WHAT YOU HAVE TO DO:
Print the data that follows without changing a single word.

EXERCISE INPUT:
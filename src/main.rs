use std::sync::Arc;

use tokio::net::TcpListener;
use tracing_subscriber::{layer::SubscriberExt, util::SubscriberInitExt};

use cv_matcher_service::{AppConfig, TextGenerator, build_router};

#[tokio::main]
async fn main() -> anyhow::Result<()> {
    init_tracing();

    let config = Arc::new(AppConfig::from_env()?);
    tracing::info!(
        base_model = %config.base_model_id,
        adapter = %config.adapter_id,
        "loading model artifacts"
    );

    let generator = load_generator(config.as_ref())?;
    tracing::info!(metadata = ?generator.metadata(), "models loaded");

    let router = build_router(config.clone(), generator);

    let listener = TcpListener::bind(config.listen_addr).await?;
    let addr = listener.local_addr()?;
    tracing::info!(%addr, "REST server ready");

    axum::serve(listener, router).await?;

    Ok(())
}

#[cfg(feature = "tch-backend")]
fn load_generator(config: &AppConfig) -> anyhow::Result<Arc<dyn TextGenerator>> {
    let generator = cv_matcher_service::model::TchGenerator::initialize(config)?;
    Ok(Arc::new(generator))
}

#[cfg(not(feature = "tch-backend"))]
fn load_generator(_config: &AppConfig) -> anyhow::Result<Arc<dyn TextGenerator>> {
    anyhow::bail!("built without the tch-backend feature, no model backend available")
}

fn init_tracing() {
    if tracing::dispatcher::has_been_set() {
        return;
    }
    let env_filter = tracing_subscriber::EnvFilter::try_from_default_env()
        .unwrap_or_else(|_| "info,hyper=warn,axum::rejection=trace".into());
    let fmt_layer = tracing_subscriber::fmt::layer()
        .with_target(false)
        .compact();

    tracing_subscriber::registry()
        .with(env_filter)
        .with(fmt_layer)
        .init();
}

RESPONSE FOR THIS EXERCISE:
filename src/main.rs
use std::sync::Arc;

use tokio::net::TcpListener;
use tracing_subscriber::{layer::SubscriberExt, util::SubscriberInitExt};

use cv_matcher_service::{AppConfig, TextGenerator, build_router};

#[tokio::main]
async fn main() -> anyhow::Result<()> {
    init_tracing();

    let config = Arc::new(AppConfig::from_env()?);
    tracing::info!(
        base_model = %config.base_model_id,
        adapter = %config.adapter_id,
        "loading model artifacts"
    );

    let generator = load_generator(config.as_ref())?;
    tracing::info!(metadata = ?generator.metadata(), "models loaded");

    let router = build_router(config.clone(), generator);

    let listener = TcpListener::bind(config.listen_addr).await?;
    let addr = listener.local_addr()?;
    tracing::info!(%addr, "REST server ready");

    axum::serve(listener, router).await?;

    Ok(())
}

#[cfg(feature = "tch-backend")]
fn load_generator(config: &AppConfig) -> anyhow::Result<Arc<dyn TextGenerator>> {
    let generator = cv_matcher_service::model::TchGenerator::initialize(config)?;
    Ok(Arc::new(generator))
}

#[cfg(not(feature = "tch-backend"))]
fn load_generator(_config: &AppConfig) -> anyhow::Result<Arc<dyn TextGenerator>> {
    anyhow::bail!("built without the tch-backend feature, no model backend available")
}

fn init_tracing() {
    if tracing::dispatcher::has_been_set() {
        return;
    }
    let env_filter = tracing_subscriber::EnvFilter::try_from_default_env()
        .unwrap_or_else(|_| "info,hyper=warn,axum::rejection=trace".into());
    let fmt_layer = tracing_subscriber::fmt::layer()
        .with_target(false)
        .compact();

    tracing_subscriber::registry()
        .with(env_filter)
        .with(fmt_layer)
        .init();
}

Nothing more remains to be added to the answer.